● Problem to solve: Repeat verbatim the lines of the data below, beginning with the line containing "fn print_summary(report: &SequenceReport)" and continuing to the end.

[Data items]
************

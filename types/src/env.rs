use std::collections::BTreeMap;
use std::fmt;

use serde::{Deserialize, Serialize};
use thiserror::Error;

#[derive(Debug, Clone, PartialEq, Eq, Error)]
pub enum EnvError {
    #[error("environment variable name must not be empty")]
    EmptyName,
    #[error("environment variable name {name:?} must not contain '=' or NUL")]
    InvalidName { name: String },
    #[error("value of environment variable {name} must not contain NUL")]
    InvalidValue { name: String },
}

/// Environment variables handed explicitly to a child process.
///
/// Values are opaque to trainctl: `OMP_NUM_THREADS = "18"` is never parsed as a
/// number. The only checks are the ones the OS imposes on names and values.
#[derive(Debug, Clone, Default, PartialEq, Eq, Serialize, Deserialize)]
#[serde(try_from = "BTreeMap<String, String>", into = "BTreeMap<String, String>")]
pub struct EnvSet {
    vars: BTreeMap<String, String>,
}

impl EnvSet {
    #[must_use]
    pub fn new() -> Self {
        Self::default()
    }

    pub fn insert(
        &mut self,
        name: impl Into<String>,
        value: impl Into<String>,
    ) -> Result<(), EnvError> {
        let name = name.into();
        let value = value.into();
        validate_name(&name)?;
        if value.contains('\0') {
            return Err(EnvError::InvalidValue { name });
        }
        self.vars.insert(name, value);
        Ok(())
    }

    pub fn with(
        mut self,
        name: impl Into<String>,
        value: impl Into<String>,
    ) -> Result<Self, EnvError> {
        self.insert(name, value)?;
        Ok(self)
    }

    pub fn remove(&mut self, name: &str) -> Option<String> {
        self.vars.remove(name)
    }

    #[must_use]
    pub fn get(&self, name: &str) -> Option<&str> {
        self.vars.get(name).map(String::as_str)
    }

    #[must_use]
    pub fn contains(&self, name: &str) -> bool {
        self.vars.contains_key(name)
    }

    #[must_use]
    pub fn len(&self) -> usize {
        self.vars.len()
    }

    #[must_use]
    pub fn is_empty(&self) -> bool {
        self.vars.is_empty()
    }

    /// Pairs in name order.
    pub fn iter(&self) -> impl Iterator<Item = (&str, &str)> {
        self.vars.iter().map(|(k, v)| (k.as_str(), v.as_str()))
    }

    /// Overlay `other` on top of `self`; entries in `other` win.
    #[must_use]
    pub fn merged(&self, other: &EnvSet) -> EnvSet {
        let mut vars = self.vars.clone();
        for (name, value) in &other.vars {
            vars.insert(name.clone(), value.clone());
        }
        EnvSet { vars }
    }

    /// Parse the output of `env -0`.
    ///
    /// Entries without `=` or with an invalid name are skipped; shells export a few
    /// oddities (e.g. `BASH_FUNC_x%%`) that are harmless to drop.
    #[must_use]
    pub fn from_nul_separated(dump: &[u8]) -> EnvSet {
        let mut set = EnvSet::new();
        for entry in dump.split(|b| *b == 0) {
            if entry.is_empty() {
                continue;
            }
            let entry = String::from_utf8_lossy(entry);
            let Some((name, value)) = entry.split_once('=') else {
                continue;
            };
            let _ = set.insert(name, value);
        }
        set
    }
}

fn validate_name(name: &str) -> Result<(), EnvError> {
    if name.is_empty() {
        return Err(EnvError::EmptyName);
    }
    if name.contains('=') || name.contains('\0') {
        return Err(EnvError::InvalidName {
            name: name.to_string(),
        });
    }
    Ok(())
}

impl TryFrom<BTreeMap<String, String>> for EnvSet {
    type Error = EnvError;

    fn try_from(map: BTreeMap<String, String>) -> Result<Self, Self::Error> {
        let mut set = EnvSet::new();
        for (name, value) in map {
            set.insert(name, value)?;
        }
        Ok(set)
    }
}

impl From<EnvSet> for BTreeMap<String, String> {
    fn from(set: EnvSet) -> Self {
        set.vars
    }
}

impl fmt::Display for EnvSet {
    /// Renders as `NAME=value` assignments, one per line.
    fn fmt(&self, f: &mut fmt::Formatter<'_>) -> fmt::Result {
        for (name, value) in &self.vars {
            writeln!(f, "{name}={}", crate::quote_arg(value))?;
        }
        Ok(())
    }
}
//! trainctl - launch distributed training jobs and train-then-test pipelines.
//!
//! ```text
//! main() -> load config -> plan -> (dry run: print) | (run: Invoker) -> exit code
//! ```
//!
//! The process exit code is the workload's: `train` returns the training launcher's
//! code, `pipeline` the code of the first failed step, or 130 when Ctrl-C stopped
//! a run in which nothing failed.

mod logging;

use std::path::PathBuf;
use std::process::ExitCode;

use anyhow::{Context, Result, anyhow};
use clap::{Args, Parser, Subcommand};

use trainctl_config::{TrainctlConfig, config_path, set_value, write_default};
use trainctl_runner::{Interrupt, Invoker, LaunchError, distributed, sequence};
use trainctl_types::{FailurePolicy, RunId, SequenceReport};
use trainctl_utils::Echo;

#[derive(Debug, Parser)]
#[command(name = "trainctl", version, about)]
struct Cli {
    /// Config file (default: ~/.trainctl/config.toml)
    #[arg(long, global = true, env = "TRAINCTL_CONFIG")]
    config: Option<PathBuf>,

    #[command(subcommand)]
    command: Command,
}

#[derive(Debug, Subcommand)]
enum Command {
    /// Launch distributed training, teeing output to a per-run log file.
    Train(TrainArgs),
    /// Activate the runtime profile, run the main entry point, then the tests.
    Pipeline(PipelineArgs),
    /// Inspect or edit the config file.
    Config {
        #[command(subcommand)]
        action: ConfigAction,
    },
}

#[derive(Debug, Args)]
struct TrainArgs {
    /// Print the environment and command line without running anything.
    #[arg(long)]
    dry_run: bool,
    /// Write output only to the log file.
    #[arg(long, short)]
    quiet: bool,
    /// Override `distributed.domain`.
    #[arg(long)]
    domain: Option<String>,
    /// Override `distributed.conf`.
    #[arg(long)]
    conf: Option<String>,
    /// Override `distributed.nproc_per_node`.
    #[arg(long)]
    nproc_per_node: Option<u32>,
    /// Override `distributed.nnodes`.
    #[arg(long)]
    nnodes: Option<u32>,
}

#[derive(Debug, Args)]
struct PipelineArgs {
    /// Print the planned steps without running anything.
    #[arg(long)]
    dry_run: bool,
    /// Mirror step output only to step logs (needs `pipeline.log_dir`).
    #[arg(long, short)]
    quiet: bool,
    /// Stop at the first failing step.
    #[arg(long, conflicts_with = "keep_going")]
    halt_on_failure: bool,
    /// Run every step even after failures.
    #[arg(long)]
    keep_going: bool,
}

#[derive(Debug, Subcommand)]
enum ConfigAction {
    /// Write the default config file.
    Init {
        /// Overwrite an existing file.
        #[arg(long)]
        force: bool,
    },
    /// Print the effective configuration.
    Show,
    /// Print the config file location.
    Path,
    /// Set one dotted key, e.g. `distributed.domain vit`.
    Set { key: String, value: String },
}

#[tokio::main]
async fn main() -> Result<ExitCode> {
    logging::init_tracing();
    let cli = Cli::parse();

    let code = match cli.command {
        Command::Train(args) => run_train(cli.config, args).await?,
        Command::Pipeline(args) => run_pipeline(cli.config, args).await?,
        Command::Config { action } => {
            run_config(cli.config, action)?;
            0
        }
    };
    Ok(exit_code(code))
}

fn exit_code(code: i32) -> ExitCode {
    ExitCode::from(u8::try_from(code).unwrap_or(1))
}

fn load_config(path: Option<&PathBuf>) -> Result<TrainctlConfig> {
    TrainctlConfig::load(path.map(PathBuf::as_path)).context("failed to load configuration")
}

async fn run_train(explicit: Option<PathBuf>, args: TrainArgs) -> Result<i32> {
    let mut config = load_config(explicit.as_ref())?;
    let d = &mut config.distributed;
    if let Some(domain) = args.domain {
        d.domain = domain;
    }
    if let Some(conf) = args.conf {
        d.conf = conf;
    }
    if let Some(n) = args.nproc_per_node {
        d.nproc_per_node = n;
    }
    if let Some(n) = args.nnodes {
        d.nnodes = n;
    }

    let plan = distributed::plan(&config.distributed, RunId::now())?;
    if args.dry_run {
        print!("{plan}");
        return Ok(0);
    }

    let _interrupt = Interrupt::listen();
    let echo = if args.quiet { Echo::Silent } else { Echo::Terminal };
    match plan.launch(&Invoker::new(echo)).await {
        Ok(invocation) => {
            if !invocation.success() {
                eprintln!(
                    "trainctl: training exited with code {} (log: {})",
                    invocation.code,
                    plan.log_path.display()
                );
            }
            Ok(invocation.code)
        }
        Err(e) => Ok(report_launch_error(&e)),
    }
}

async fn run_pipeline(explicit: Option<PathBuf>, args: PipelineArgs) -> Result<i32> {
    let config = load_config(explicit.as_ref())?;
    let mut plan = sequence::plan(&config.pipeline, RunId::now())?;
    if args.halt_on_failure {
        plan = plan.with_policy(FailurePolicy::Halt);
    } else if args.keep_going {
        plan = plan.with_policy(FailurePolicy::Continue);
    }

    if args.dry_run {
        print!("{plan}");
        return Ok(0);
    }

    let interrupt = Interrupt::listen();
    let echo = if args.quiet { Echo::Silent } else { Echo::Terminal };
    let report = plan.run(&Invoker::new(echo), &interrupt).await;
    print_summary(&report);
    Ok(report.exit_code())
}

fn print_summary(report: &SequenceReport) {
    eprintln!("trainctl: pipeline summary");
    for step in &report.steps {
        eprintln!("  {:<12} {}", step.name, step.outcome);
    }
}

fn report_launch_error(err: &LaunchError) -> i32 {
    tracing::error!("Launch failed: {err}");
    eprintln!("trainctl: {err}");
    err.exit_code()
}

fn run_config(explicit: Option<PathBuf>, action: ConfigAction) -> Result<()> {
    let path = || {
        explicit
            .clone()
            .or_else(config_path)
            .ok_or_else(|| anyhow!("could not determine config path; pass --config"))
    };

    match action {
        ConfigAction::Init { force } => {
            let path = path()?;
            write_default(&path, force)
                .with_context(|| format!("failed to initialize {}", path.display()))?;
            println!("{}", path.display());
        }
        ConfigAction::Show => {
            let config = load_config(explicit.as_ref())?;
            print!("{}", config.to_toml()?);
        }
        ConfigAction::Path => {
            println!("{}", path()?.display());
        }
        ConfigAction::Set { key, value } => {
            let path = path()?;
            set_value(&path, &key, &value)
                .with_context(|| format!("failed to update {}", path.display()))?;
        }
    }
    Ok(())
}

************

● Solution below:
fn print_summary(report: &SequenceReport) {
    eprintln!("trainctl: pipeline summary");
    for step in &report.steps {
        eprintln!("  {:<12} {}", step.name, step.outcome);
    }
}

fn report_launch_error(err: &LaunchError) -> i32 {
    tracing::error!("Launch failed: {err}");
    eprintln!("trainctl: {err}");
    err.exit_code()
}

fn run_config(explicit: Option<PathBuf>, action: ConfigAction) -> Result<()> {
    let path = || {
        explicit
            .clone()
            .or_else(config_path)
            .ok_or_else(|| anyhow!("could not determine config path; pass --config"))
    };

    match action {
        ConfigAction::Init { force } => {
            let path = path()?;
            write_default(&path, force)
                .with_context(|| format!("failed to initialize {}", path.display()))?;
            println!("{}", path.display());
        }
        ConfigAction::Show => {
            let config = load_config(explicit.as_ref())?;
            print!("{}", config.to_toml()?);
        }
        ConfigAction::Path => {
            println!("{}", path()?.display());
        }
        ConfigAction::Set { key, value } => {
            let path = path()?;
            set_value(&path, &key, &value)
                .with_context(|| format!("failed to update {}", path.display()))?;
        }
    }
    Ok(())
}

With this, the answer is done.